The UK Environmental agency states that over 5 million people in England and Wales live and work in properties that are at risk of flooding from rivers or the sea.” The National Oceanic and Atmospheric Administration publishes an insightful National Climate Data which provides insight on rainfall statistics. The Environmental Defense Fund states that “The most respected scientific bodies have stated unequivocally that global warming is occurring, and people are causing it. We can already see the effects of global warming in our world through disappearing habitat, shrinking arctic sea ice and extreme weather. “
While there has been flood disaster in almost all parts of the world, we want to focus on the issue of flooding in Nigeria and ways to curb or deal with the flood. Recently, my wife and I had to travel from Asaba and Abuja. A road trip of seven hours took us 14 hours because Lokoja was flooded and we had to go through Benue. Even if we were amenable to paying the 28,000 to 30,000 Naira airfare, there were no available flights. On the road, we witnessed amazing flooding in different parts of the country. Starting from Asaba, we saw hotels and houses submerged in water. Having lived most of my life in the US, specifically Florida, I am used to hurricane and other natural disasters. In 1992, Hurricane Andrew hit South Florida and we needed to come to terms with coastline and inter-line flooding, besides fallen trees. Also, in 2006, when hurricane Katrina hit New Orleans, Louisiana, they had to deal with the overflow of the riverbanks. That was the first time I became familiar with the term levee which is simply a natural or man-made wall that is used as a river defense to flood.
While there are political undertones to the issue of global warming and climate change, we will agree that there seems to be a change in the weather patterns this year and it has been getting worse gradually. The farmer may no longer be able to plan based on seasons. When does he plant and when does he gather? Even burial in some communities are not allowed during the raining season.
We have not reached the level where we gather up to the minute weather statistics in Nigeria. Nonetheless, Climatemps.com tells us that: “The average temperature in Nigeria is 26.4 °C (80 °F); The range of average monthly temperatures is 3.5 °C; The warmest average max/ high temperature is 33 °C (91 °F) in February & March; The coolest average min/ low temperature is 21 °C (70 °F) in August; Nigeria receives on average 1626 mm (64.0 in) of precipitation annually or 136 mm (5.3 in) each month; On balance there are 121 days annually on which greater than 0.1 mm (0.004 in) of precipitation (rain, sleet, snow or hail) occurs or 10 days on an average month. The month with the driest weather is January when on balance 40 mm (1.6 in) of rain, sleet, hail or snow falls across 2 days; The month with the wettest weather is June when on balance 336 mm (13.2 in) of rain, sleet, hail or snow falls across 20 days.
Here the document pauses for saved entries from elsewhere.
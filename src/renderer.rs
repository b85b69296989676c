//! Render backend seam.
//!
//! The actual GPU/window system is an external collaborator. The loop only
//! needs a surface it can resize, present a scene snapshot into, and poll
//! for surface events; a headless implementation backs tests and
//! display-less runs.

use crate::{error::Result, scene::SceneState};
use log::debug;
use std::collections::VecDeque;

/// Event reported by the display surface
#[derive(Debug, Clone, Copy, PartialEq, Eq)]
pub enum SurfaceEvent {
    /// The surface changed size
    Resized(u32, u32),
    /// The user asked to close the viewer
    CloseRequested,
}

/// Trait for display backends the render loop presents into
pub trait RenderBackend {
    /// Resize the render surface
    fn resize(&mut self, width: u32, height: u32) -> Result<()>;

    /// Draw one frame from the scene snapshot
    fn present(&mut self, scene: &SceneState) -> Result<()>;

    /// Drain surface events since the last poll
    fn poll_events(&mut self) -> Vec<SurfaceEvent>;
}

/// What one presented frame looked like
#[derive(Debug, Clone, Copy)]
pub struct FrameRecord {
    /// Camera position applied that frame
    pub camera_position: [f64; 3],
    /// Displacement magnitude applied that frame
    pub displacement_scale: f64,
    /// Viewport at present time
    pub viewport: (u32, u32),
}

/// Backend that records presented frames instead of drawing
pub struct HeadlessBackend {
    surface: (u32, u32),
    pending_events: VecDeque<SurfaceEvent>,
    frames: Vec<FrameRecord>,
}

impl HeadlessBackend {
    /// Create a headless surface of the given size
    #[must_use]
    pub fn new(width: u32, height: u32) -> Self {
        Self {
            surface: (width, height),
            pending_events: VecDeque::new(),
            frames: Vec::new(),
        }
    }

    /// Queue a surface event for the next poll
    pub fn push_event(&mut self, event: SurfaceEvent) {
        self.pending_events.push_back(event);
    }

    /// Current surface size
    #[must_use]
    pub fn surface_size(&self) -> (u32, u32) {
        self.surface
    }

    /// All frames presented so far
    #[must_use]
    pub fn frames(&self) -> &[FrameRecord] {
        &self.frames
    }

    /// The most recently presented frame
    #[must_use]
    pub fn last_frame(&self) -> Option<&FrameRecord> {
        self.frames.last()
    }
}

impl RenderBackend for HeadlessBackend {
    fn resize(&mut self, width: u32, height: u32) -> Result<()> {
        debug!("Headless surface resized to {width}x{height}");
        self.surface = (width, height);
        Ok(())
    }

    fn present(&mut self, scene: &SceneState) -> Result<()> {
        self.frames.push(FrameRecord {
            camera_position: [scene.camera.position.x, scene.camera.position.y, scene.camera.position.z],
            displacement_scale: scene.applied_displacement,
            viewport: scene.viewport,
        });
        Ok(())
    }

    fn poll_events(&mut self) -> Vec<SurfaceEvent> {
        self.pending_events.drain(..).collect()
    }
}
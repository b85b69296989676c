//! Head tracker adapter wrapping the external face/eye position sensor.
//!
//! The sensor itself is opaque: it delivers `{x, y, z}` head-position
//! estimates at whatever cadence it produces them, including never. The
//! adapter pumps it from the render thread and keeps the latest value
//! available for the liveness check.

use crate::{
    constants::{DEFAULT_CONFIDENCE_THRESHOLD, DEFAULT_DEFAULT_DIST, DEFAULT_SMOOTH_DIST, DEFAULT_SMOOTH_EYE},
    error::{Error, Result},
};
use log::{debug, warn};
use serde::{Deserialize, Serialize};
use std::collections::VecDeque;

/// A single head-position estimate in the sensor's coordinate space.
///
/// Equality is exact, field by field; the liveness monitor relies on it to
/// detect an unchanged signal.
#[derive(Debug, Clone, Copy, PartialEq, Default)]
pub struct PositionSample {
    /// Horizontal head offset
    pub x: f64,
    /// Vertical head offset
    pub y: f64,
    /// Head distance
    pub z: f64,
}

impl PositionSample {
    /// The resting position reported when no sample has ever arrived
    pub const ORIGIN: Self = Self { x: 0.0, y: 0.0, z: 0.0 };

    /// Create a new sample
    #[must_use]
    pub const fn new(x: f64, y: f64, z: f64) -> Self {
        Self { x, y, z }
    }
}

/// Options forwarded verbatim to the external tracker.
///
/// Field names serialize under the upstream tracker's own option spellings,
/// including its `defautDist` spelling of the default distance.
#[derive(Debug, Clone, Serialize, Deserialize)]
#[serde(default)]
pub struct TrackerOptions {
    /// Smoothing factor for the eye position estimate
    #[serde(rename = "smoothEye")]
    pub smooth_eye: f64,

    /// Smoothing factor for the distance estimate
    #[serde(rename = "smoothDist")]
    pub smooth_dist: f64,

    /// Distance assumed before the first estimate settles
    #[serde(rename = "defautDist")]
    pub default_dist: f64,

    /// Detection confidence threshold (0.0-1.0)
    pub threshold: f64,
}

impl Default for TrackerOptions {
    fn default() -> Self {
        Self {
            smooth_eye: DEFAULT_SMOOTH_EYE,
            smooth_dist: DEFAULT_SMOOTH_DIST,
            default_dist: DEFAULT_DEFAULT_DIST,
            threshold: DEFAULT_CONFIDENCE_THRESHOLD,
        }
    }
}

/// Trait for external head/eye position sensors
pub trait HeadSensor {
    /// Initialize the sensor with the given options
    fn initialize(&mut self, options: &TrackerOptions) -> Result<()>;

    /// Poll for a new sample; `None` when nothing arrived since the last poll
    fn poll(&mut self) -> Option<PositionSample>;

    /// Get sensor name
    fn name(&self) -> &str;
}

/// Subscription handle over a head sensor.
///
/// `subscribe` always returns a handle. A sensor that fails to initialize
/// (camera denied, no hardware) is dropped after one diagnostic line and the
/// handle behaves as a permanently quiet sensor.
pub struct TrackerSubscription {
    sensor: Option<Box<dyn HeadSensor>>,
    last_view: Option<PositionSample>,
}

impl TrackerSubscription {
    /// Subscribe to a sensor, forwarding the options verbatim
    pub fn subscribe(mut sensor: Box<dyn HeadSensor>, options: &TrackerOptions) -> Self {
        match sensor.initialize(options) {
            Ok(()) => {
                debug!("Head tracker '{}' initialized", sensor.name());
                Self {
                    sensor: Some(sensor),
                    last_view: None,
                }
            }
            Err(e) => {
                warn!("Failed to initialize head tracker: {e}. Continuing without tracking.");
                Self {
                    sensor: None,
                    last_view: None,
                }
            }
        }
    }

    /// Drain the next new sample, if any arrived since the last pump
    pub fn poll_sample(&mut self) -> Option<PositionSample> {
        let sample = self.sensor.as_mut()?.poll()?;
        self.last_view = Some(sample);
        Some(sample)
    }

    /// Latest value the sensor ever reported
    #[must_use]
    pub fn last_view(&self) -> Option<PositionSample> {
        self.last_view
    }

    /// Whether a live sensor backs this subscription
    #[must_use]
    pub fn is_connected(&self) -> bool {
        self.sensor.is_some()
    }
}

/// Demo sensor sweeping the head position along a smooth closed path
pub struct SweepSensor {
    phase: f64,
    step: f64,
    amplitude: f64,
}

impl SweepSensor {
    /// Create a sweep sensor advancing `step` radians per poll
    #[must_use]
    pub fn new(step: f64, amplitude: f64) -> Self {
        Self {
            phase: 0.0,
            step,
            amplitude,
        }
    }
}

impl Default for SweepSensor {
    fn default() -> Self {
        Self::new(0.02, 0.6)
    }
}

impl HeadSensor for SweepSensor {
    fn initialize(&mut self, _options: &TrackerOptions) -> Result<()> {
        Ok(())
    }

    fn poll(&mut self) -> Option<PositionSample> {
        self.phase += self.step;
        Some(PositionSample::new(
            self.amplitude * self.phase.sin(),
            self.amplitude * 0.5 * (self.phase * 0.7).cos(),
            0.1 * (self.phase * 0.3).sin(),
        ))
    }

    fn name(&self) -> &str {
        "SweepSensor"
    }
}

/// Sensor replaying a fixed list of samples, one per poll
pub struct ScriptedSensor {
    samples: VecDeque<Option<PositionSample>>,
}

impl ScriptedSensor {
    /// Create a sensor that yields each entry in order, then nothing.
    /// `None` entries model polls where the tracker produced no sample.
    #[must_use]
    pub fn new(samples: Vec<Option<PositionSample>>) -> Self {
        Self {
            samples: samples.into(),
        }
    }

    /// Convenience constructor from plain samples
    #[must_use]
    pub fn from_samples(samples: &[PositionSample]) -> Self {
        Self::new(samples.iter().copied().map(Some).collect())
    }
}

impl HeadSensor for ScriptedSensor {
    fn initialize(&mut self, _options: &TrackerOptions) -> Result<()> {
        Ok(())
    }

    fn poll(&mut self) -> Option<PositionSample> {
        self.samples.pop_front().flatten()
    }

    fn name(&self) -> &str {
        "ScriptedSensor"
    }
}

/// Sensor standing in for absent tracking hardware; never initializes
pub struct NullSensor;

impl HeadSensor for NullSensor {
    fn initialize(&mut self, _options: &TrackerOptions) -> Result<()> {
        Err(Error::Tracker("no tracking hardware available".to_string()))
    }

    fn poll(&mut self) -> Option<PositionSample> {
        None
    }

    fn name(&self) -> &str {
        "NullSensor"
    }
}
Mean relative humidity for an average year is recorded as 84.7% and on a monthly basis it ranges from 80% in March to 88% in June, July, September & October.” The occurrences in 2012 may have made these statistics invalid.
After Hurricane Andrew, the City of Miami and the State of Florida came up with very stringent building codes. Of course, there is a building plan in place. The problem with Nigeria is the lack of town planning and enforceable building codes. In Asaba,, many homes are built on drainage lines and too close to the street. It is as though the owners are preparing for future compensation from the State or dragging he streets with motorists. These will be the same people that will start cursing the government when it embarks on demolition to give the city a facelift. If you are building your house, why will you put you fence close to the street and thereby turn the street into an impassable one-lane road?
As we have experienced this past weeks, flooding is caused by overflowing of the river banks when there is an excessive amount of rainfall. So, other solutions to flooding include dams, sea walls (such as levees) and diverting the water to other dry areas. Of course, the illegal gas flaring all over the State does not help matters. Environmentalist will tell you clearly that gas flaring also depletes the ozone layer and contributes to climate warming. While we are dealing with the natural climate change, let us put our heads together and build our homes properly. The government should embark on building levees along river banks. May God give us the wisdom to curb the flood disaster ravaging the world.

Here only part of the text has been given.